Затем вмешался голос, шедший от юбки с розовым бантом на кайме:
— …Не знаю почему, но жара на меня больше не действует, как раньше…
Пегги подняла голову Она увидела пятнадцать розовых бантов, аккуратно пришитых к платью. И не Мириам ли Пэрриш принадлежит увенчивающая платье благообразная овечья головка?
— Я хочу сказать, что мы сами изменились, — сказала Элинор. — Мы стали счастливее, свободнее…
Что она понимает под «счастьем», под «свободой»? — подумала Пегги, опять прислоняясь спиной к стене.
— Вот, например, Ренни и Мэгги, — продолжала Элинор. Она помолчала немного и заговорила опять. — Ты помнишь, Ренни, ту ночь, когда был налет? Я тогда познакомилась с Николаем… мы сидели в погребе, помнишь?.. Идя вниз по ступенькам, я сказала себе: «Вот счастливый брак»… — Последовала очередная пауза. — Я сказала себе… — Пегги увидела, что Элинор положила руку на колено Ренни. — «Если бы я знала Ренни в молодости…» — она замолчала. Она имеет в виду, что тогда влюбилась бы в него? — подумала Пегги. Опять вмешалась музыка: «…сказал он мне, сказал он мне…» — Нет, никогда… — Пегги опять услышала голос Элинор. — Никогда…

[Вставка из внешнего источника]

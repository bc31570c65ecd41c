#[path = "notice/app.rs"]
mod app;
#[path = "notice/cli.rs"]
mod cli;

use std::error::Error as StdError;

#[tokio::main]
async fn main() -> std::process::ExitCode {
    let cli = cli::Cli::parse_args();
    match app::run(cli).await {
        Ok(()) => std::process::ExitCode::SUCCESS,
        Err(err) => {
            report_error(&err);
            std::process::ExitCode::from(1)
        }
    }
}

fn report_error(err: &notice::error::Error) {
    eprintln!("Error: {err}");
    let mut source: Option<&dyn StdError> = err.source();
    while let Some(cause) = source {
        eprintln!("  caused by: {cause}");
        source = cause.source();
    }
}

Хочет ли она сказать, что никогда не любила, никогда не хотела выйти замуж? — подумала Пегги. Все засмеялись.
— Да вы выглядите на восемнадцать лет, — сказал Норт.
— И чувствую себя так же! — воскликнула Элинор. Но завтра утром ты превратишься в развалину, подумала Пегги, взглянув на нее. У Элинор было красное лицо, на лбу проступили сосуды.
— У меня такое чувство… — Элинор запнулась и поднесла руку к голове, — как будто я побывала в ином мире! Мне так хорошо!
— Вздор, Элинор, вздор, — сказал Ренни.
Так и думала, что он это скажет, с каким-то удовлетворением отметила про себя Пегги. Она видела его профиль за коленями своей тетки. Французы — рационалисты, они благоразумны, думала она. Но все равно, пусть Элинор пощиплет себя за душу, если ей это нравится, почему нет?